Oh my. I know. I spent most of my day sleeping yesterday. I've never had to feel quite like this. My family doesn't understand what I'm going through. I was up to 6 advil a day when the Rheumy told me I couldn't continue that way. Now I take 4 different medications plus trying to fit vitamins in between, which is a juggling act. I try to ensure I get a lot of them by changing my diet.
This is a frustrating disease and exhausting....on top of the pain, I've started a new job which is another stress but things are looking up. They will for you too. Trying to find the meds that work is tough. I'm still working on that too.
Welcome Paul! Onset sucks. You're definitely on the right track with dr's, etc. Hang in there!
If your partner won't support you during the hard times, you are probably better off without them. The stress of a bad relationship can make thing worse.
Relationships CAN thrive in spite of PsA. I've been married 19 years, and have had PsA since well before we met. You have a lot to give to a relationship, in spite of your struggles. Remember that.
You've already received many wise words from the group. Living with PsA isn't easy- but once you get the hang if it it all changes and you have to relearn anyway, so try not to stress. LOL Seriously, though, it sounds like you're on the road to medical treatment that will get you where you need to be. It takes time, finding the right medication or combination of medications, tweaking said medications, and more time, but in the end is totally worth it. My PsA rollercoaster had me hiking, then limping around, then using canes, then crutches, then a wheelchair, and now, thanks to finding what works for me, I'm going on weekly hikes with my family - the longest so far, about five miles through the hills of CT.

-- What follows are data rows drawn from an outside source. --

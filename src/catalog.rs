//! The closed set of categories, built once per run and shared by reference.

use crate::model::CategoryDef;

pub const OTHER: &str = "other";
pub const REJECTED: &str = "rejected";
pub const HALL_OF_FAME: &str = "hall_of_fame";
pub const ARTEFACTS: &str = "artefacts";

#[derive(Debug, Clone)]
pub struct Catalog {
    /// Categories the classifier may assign, in display order.
    categories: Vec<CategoryDef>,
    hall_of_fame: CategoryDef,
    artefacts: CategoryDef,
}

impl Catalog {
    pub fn default_scraping() -> Self {
        Catalog {
            categories: vec![
                CategoryDef {
                    id: "full_featured_frameworks",
                    name: "Full-Featured Frameworks",
                    description: "All-in-one solutions designed to handle crawling (visiting many pages) and scraping (extracting data) at scale.",
                    examples: &["Scrapy", "Crawlee", "Firecrawl", "Crawl4AI"],
                    best_for: "Large projects requiring structured data and managed workflows.",
                },
                CategoryDef {
                    id: "browser_automation",
                    name: "Browser Automation",
                    description: "Tools that control real web browsers (Chrome, Firefox, WebKit). Essential for websites that require JavaScript to render.",
                    examples: &["Puppeteer", "Playwright", "SeleniumBase", "Zendriver"],
                    best_for: "High-interactivity sites, SPAs (Single Page Apps), and bypassing simple bot detection.",
                },
                CategoryDef {
                    id: "ai_llm_scrapers",
                    name: "AI & LLM-Powered Scrapers",
                    description: "The 'new wave' of scrapers that use Large Language Models to understand page structure and extract data using natural language.",
                    examples: &["Scrapegraph-ai", "CyberScraper-2077", "HyperAgent"],
                    best_for: "Unstructured sites or when you don't want to write manual CSS/XPath selectors.",
                },
                CategoryDef {
                    id: "http_clients",
                    name: "HTTP Clients & Request Libraries",
                    description: "Lightweight tools used to fetch the raw HTML/data of a page without the overhead of a full browser.",
                    examples: &["Axios", "Httpx", "Got", "Urllib3", "Curl_cffi"],
                    best_for: "Speed, performance, and simple APIs.",
                },
                CategoryDef {
                    id: "parsers_extractors",
                    name: "Parsers & Extractors",
                    description: "Tools that take raw HTML or XML and turn it into a format your code can read (like JSON).",
                    examples: &["Cheerio", "BeautifulSoup (via lxml)", "Selectolax", "Htmlparser2"],
                    best_for: "Selecting specific elements once you already have the page source.",
                },
                CategoryDef {
                    id: "evasion_fingerprinting",
                    name: "Evasion & Fingerprinting",
                    description: "Libraries specifically designed to help scrapers look like real users and avoid being blocked.",
                    examples: &["Cloudscraper", "Camoufox", "Proxy-chain", "Fake-useragent"],
                    best_for: "Bypassing Cloudflare, Akamai, or other anti-bot services.",
                },
                CategoryDef {
                    id: "data_cleaning",
                    name: "Data Cleaning & Sanitization",
                    description: "Tools to clean up the 'messy' data you've extracted, such as stripping HTML tags or converting dates.",
                    examples: &["Bleach", "Js-xss", "Dateparser", "Price-parser", "Python-slugify"],
                    best_for: "Post-processing data before saving it to a database.",
                },
                CategoryDef {
                    id: OTHER,
                    name: "Other",
                    description: "Tools and libraries related to web scraping that don't fit neatly into other categories.",
                    examples: &[],
                    best_for: "Miscellaneous scraping-related utilities and tools.",
                },
                CategoryDef {
                    id: REJECTED,
                    name: "Rejected",
                    description: "Repositories that are NOT related to web scraping, crawling, or data extraction. This includes general-purpose libraries, unrelated tools, or repos that were miscategorized.",
                    examples: &[],
                    best_for: "Filtering out irrelevant repositories.",
                },
            ],
            hall_of_fame: CategoryDef {
                id: HALL_OF_FAME,
                name: "Hall of Fame",
                description: "Established projects that have not shipped a release recently.",
                examples: &[],
                best_for: "",
            },
            artefacts: CategoryDef {
                id: ARTEFACTS,
                name: "Artefacts",
                description: "Projects that have gone the longest without a release.",
                examples: &[],
                best_for: "",
            },
        }
    }

    pub fn categories(&self) -> &[CategoryDef] {
        &self.categories
    }

    pub fn ids(&self) -> Vec<&'static str> {
        self.categories.iter().map(|c| c.id).collect()
    }

    pub fn contains(&self, id: &str) -> bool {
        self.categories.iter().any(|c| c.id == id)
    }

    pub fn hall_of_fame(&self) -> &CategoryDef {
        &self.hall_of_fame
    }

    pub fn artefacts(&self) -> &CategoryDef {
        &self.artefacts
    }
}

#[cfg(test)]
mod tests {
    use super::*;

    #[test]
    fn fallbacks_are_part_of_the_closed_set() {
        let catalog = Catalog::default_scraping();
        assert!(catalog.contains(OTHER));
        assert!(catalog.contains(REJECTED));
        assert!(!catalog.contains(HALL_OF_FAME));
        assert!(!catalog.contains("web_scrapers"));
        assert_eq!(catalog.ids().len(), 9);
        assert_eq!(catalog.ids().last(), Some(&REJECTED));
    }

    #[test]
    fn aging_text_does_not_name_a_window() {
        // windows come from settings
        let catalog = Catalog::default_scraping();
        for def in [catalog.hall_of_fame(), catalog.artefacts()] {
            let text = def.description.to_lowercase();
            assert!(!text.chars().any(|c| c.is_ascii_digit()), "{}", text);
            for unit in ["month", "year", "six", "twelve"] {
                assert!(!text.contains(unit), "{}", text);
            }
        }
    }
}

I wish you well on your journey and look forward to seeing you around the board!
Hi Paul, I had PsA many years before I was diagnosed. It was a relief when I finally got the diagnosis, because I could hope for relief. I still have bad days, but I am so much better now with treatment. I have substantial joint damage from the years of not being treated. Some things you try may not work, but when you find something that gives you relief, your dark mood will begin to brighten. As Amanda said I wish you well on your journey. It truly is a journey, try to look forward to a better quality of life. There may be set backs but you are headed in the right direction.